Top of INPUT MATERIAL
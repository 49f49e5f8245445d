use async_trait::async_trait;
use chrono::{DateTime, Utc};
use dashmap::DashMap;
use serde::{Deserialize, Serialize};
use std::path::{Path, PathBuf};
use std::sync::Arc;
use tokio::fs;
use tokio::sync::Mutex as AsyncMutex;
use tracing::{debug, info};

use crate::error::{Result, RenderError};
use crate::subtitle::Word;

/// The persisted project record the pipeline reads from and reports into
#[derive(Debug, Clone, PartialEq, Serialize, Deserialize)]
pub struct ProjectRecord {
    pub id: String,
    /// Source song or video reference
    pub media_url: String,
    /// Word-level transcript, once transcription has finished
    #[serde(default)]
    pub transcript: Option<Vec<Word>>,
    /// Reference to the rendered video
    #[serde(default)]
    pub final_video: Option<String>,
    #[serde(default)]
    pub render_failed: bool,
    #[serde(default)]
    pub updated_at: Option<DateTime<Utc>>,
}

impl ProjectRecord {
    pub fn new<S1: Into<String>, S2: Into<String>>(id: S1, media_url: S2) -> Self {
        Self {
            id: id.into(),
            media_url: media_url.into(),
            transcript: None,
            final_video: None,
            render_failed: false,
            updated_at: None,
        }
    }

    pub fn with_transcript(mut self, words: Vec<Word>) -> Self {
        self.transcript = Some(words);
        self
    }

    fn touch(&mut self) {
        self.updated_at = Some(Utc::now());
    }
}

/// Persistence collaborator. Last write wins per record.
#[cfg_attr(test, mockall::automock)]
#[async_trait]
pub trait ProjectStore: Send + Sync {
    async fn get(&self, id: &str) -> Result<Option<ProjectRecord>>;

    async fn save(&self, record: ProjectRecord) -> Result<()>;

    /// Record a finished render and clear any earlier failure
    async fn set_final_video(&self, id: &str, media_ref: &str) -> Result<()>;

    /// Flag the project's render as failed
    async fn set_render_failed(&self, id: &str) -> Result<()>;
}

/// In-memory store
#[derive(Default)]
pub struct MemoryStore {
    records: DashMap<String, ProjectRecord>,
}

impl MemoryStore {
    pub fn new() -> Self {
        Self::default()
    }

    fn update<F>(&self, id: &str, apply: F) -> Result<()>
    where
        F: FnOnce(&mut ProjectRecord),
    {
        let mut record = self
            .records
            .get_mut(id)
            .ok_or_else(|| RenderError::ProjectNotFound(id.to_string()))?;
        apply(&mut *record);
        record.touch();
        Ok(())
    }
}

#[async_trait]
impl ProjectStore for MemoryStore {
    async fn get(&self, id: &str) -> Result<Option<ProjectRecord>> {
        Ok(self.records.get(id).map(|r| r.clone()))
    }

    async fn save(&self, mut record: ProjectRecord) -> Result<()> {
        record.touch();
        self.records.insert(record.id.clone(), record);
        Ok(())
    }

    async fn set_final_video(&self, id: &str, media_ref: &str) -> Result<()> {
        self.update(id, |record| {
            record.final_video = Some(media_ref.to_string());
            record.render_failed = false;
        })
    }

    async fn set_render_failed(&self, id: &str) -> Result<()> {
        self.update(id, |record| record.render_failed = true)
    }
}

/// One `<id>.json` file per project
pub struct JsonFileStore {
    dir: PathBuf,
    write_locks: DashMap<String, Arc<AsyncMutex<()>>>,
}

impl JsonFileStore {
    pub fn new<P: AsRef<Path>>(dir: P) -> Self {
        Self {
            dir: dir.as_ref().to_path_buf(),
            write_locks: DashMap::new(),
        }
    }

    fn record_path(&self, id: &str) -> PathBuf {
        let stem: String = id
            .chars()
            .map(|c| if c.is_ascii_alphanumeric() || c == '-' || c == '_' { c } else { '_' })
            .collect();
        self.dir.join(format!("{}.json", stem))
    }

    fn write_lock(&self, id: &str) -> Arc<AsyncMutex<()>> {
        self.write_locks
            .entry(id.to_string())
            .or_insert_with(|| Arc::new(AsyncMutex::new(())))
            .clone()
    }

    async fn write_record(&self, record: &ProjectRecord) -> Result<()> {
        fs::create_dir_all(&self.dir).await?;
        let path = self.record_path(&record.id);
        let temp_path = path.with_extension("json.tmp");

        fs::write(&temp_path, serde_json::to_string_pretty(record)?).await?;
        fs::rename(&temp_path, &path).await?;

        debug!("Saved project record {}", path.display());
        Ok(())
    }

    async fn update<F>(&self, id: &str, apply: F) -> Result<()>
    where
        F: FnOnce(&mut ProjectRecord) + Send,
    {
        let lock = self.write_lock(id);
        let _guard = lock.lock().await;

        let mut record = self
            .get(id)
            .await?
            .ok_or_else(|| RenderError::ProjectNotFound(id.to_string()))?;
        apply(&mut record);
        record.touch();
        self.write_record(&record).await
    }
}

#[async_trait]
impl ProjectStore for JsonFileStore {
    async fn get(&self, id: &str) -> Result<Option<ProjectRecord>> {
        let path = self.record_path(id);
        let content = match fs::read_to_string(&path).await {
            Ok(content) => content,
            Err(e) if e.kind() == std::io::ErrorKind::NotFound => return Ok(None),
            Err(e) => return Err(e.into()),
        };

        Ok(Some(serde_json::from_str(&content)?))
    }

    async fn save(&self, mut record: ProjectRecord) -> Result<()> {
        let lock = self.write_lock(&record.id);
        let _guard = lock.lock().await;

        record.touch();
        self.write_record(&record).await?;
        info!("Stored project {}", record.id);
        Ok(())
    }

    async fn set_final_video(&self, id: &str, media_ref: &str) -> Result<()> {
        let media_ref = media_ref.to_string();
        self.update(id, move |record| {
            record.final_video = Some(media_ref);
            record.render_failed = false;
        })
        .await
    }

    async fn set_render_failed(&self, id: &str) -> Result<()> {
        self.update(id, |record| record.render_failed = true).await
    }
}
Bottom of INPUT MATERIAL
Top of INPUT MATERIAL
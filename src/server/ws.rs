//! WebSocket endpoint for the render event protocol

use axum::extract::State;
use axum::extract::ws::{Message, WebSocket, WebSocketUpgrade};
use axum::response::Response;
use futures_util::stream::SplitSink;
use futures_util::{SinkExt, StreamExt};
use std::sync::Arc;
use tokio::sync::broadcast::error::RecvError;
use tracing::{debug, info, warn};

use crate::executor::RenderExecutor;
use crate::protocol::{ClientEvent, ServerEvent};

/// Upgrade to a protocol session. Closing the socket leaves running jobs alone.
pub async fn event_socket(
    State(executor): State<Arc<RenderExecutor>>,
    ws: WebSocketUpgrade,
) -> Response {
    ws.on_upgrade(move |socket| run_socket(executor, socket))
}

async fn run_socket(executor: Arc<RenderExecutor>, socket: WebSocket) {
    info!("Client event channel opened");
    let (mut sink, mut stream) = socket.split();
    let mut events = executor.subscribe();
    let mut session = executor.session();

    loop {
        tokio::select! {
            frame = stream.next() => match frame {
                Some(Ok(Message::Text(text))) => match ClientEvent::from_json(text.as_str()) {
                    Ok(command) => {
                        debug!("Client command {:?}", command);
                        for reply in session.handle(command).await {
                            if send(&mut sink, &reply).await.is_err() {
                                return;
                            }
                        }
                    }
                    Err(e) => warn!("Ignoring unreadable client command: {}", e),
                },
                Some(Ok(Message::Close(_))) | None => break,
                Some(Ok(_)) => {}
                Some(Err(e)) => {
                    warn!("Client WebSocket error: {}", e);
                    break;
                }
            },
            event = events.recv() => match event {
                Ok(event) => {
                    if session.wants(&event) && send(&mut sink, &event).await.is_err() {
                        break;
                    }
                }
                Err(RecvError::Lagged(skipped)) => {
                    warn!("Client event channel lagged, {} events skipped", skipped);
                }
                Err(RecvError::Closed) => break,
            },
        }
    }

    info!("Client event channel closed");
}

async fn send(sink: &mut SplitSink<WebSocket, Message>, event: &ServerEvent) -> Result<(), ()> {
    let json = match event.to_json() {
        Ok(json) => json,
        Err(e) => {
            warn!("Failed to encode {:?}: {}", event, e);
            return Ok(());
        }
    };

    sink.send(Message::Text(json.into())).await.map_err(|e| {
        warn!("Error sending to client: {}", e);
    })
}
Bottom of INPUT MATERIAL
Top of INPUT MATERIAL
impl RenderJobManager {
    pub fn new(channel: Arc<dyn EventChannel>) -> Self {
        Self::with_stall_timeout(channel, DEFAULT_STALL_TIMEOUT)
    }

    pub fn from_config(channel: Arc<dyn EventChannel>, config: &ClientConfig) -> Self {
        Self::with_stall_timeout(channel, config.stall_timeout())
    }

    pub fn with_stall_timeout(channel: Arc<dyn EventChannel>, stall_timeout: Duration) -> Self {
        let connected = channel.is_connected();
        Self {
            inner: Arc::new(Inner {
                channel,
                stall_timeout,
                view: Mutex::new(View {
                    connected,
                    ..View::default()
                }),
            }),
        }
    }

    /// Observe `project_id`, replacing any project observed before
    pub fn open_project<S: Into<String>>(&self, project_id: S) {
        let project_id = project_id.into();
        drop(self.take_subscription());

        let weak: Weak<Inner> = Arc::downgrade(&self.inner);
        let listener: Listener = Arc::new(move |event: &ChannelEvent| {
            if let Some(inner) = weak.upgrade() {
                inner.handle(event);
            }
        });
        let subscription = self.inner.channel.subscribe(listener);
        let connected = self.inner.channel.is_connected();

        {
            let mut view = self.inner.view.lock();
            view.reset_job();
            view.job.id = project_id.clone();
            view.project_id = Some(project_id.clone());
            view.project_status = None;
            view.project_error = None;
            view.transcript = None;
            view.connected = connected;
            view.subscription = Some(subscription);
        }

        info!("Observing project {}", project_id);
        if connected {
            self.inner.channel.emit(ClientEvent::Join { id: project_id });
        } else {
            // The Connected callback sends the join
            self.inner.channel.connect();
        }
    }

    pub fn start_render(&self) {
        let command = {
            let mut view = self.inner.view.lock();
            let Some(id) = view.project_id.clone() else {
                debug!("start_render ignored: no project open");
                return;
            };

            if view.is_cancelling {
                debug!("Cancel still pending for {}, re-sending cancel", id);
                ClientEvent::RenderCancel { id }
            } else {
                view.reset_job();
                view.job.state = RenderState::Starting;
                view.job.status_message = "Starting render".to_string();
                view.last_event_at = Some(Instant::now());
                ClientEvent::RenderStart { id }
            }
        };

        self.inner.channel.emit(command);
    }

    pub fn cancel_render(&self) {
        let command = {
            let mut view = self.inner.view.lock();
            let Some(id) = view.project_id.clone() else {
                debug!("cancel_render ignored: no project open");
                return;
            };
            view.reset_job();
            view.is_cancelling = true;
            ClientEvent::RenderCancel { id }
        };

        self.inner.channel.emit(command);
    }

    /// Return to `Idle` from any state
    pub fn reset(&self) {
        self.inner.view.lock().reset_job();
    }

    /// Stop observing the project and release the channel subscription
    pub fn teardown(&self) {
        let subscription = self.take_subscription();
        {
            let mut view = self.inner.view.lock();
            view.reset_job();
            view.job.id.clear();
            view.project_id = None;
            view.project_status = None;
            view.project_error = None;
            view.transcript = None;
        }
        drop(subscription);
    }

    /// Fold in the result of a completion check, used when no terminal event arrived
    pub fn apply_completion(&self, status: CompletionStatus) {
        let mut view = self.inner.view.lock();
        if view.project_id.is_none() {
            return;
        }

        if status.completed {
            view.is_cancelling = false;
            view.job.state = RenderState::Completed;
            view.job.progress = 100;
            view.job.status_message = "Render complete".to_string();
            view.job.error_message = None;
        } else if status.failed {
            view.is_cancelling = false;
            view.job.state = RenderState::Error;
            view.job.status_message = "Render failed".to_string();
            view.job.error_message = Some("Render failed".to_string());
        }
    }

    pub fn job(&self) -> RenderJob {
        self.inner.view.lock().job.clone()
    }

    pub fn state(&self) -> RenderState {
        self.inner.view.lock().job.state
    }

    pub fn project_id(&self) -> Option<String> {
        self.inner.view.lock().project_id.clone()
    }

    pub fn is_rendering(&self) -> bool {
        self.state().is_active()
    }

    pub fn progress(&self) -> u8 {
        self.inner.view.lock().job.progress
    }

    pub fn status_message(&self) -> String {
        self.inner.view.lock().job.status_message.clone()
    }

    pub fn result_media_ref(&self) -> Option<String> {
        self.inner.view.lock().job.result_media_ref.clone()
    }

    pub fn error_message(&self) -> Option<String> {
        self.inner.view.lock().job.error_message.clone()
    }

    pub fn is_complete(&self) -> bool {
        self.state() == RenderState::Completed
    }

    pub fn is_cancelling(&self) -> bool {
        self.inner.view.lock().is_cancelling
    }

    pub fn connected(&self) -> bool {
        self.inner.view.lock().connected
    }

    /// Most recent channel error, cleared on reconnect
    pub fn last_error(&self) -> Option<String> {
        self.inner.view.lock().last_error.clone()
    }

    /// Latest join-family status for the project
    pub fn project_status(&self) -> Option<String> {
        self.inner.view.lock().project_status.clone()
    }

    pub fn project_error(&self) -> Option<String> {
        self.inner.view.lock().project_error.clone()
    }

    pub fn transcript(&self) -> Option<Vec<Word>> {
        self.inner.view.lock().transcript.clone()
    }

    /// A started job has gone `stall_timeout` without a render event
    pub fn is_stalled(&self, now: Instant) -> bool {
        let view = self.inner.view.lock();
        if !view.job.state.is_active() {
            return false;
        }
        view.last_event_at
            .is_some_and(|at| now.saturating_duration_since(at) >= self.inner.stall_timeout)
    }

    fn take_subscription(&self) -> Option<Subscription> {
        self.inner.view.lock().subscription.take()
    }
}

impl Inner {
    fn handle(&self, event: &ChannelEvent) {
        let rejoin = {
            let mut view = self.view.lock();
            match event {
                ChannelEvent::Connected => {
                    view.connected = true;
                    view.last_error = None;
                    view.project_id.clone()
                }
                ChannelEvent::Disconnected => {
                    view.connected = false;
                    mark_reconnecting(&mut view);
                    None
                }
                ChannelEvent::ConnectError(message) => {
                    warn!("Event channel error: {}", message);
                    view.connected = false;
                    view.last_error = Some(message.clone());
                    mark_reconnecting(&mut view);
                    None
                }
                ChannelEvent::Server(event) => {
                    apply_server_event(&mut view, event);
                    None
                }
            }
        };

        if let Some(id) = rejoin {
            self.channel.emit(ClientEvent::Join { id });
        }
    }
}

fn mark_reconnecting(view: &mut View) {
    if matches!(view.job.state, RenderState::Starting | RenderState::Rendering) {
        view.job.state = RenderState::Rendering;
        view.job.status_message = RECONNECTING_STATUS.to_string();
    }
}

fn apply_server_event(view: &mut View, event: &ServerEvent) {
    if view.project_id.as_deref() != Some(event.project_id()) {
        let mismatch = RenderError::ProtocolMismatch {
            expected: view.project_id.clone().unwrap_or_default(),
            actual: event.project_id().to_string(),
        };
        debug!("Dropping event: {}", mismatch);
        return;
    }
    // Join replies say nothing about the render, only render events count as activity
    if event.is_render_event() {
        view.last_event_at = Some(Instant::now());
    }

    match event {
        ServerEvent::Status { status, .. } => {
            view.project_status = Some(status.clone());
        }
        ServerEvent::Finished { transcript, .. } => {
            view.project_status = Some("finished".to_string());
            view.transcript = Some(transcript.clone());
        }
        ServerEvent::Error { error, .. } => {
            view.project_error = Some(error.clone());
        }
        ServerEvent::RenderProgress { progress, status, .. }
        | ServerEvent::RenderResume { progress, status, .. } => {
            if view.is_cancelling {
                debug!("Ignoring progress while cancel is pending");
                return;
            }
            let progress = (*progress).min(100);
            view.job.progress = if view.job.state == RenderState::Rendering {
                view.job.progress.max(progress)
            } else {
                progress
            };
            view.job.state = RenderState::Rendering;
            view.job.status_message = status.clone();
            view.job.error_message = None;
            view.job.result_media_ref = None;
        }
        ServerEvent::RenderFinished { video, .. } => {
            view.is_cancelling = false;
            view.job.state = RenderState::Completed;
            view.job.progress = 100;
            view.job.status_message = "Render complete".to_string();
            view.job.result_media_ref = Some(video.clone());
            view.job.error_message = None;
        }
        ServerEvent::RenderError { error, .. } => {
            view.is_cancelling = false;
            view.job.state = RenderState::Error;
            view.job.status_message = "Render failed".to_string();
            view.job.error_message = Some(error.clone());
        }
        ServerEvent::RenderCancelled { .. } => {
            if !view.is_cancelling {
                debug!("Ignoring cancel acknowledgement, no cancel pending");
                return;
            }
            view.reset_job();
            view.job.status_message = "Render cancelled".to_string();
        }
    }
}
Bottom of INPUT MATERIAL
**WHAT YOU WILL DO:** Retrieve each line of the data in which the word "Ignoring" can be found.

**RESULT FOR THIS TASK:**
                    Err(e) => warn!("Ignoring unreadable client command: {}", e),
                debug!("Ignoring progress while cancel is pending");
                debug!("Ignoring cancel acknowledgement, no cancel pending");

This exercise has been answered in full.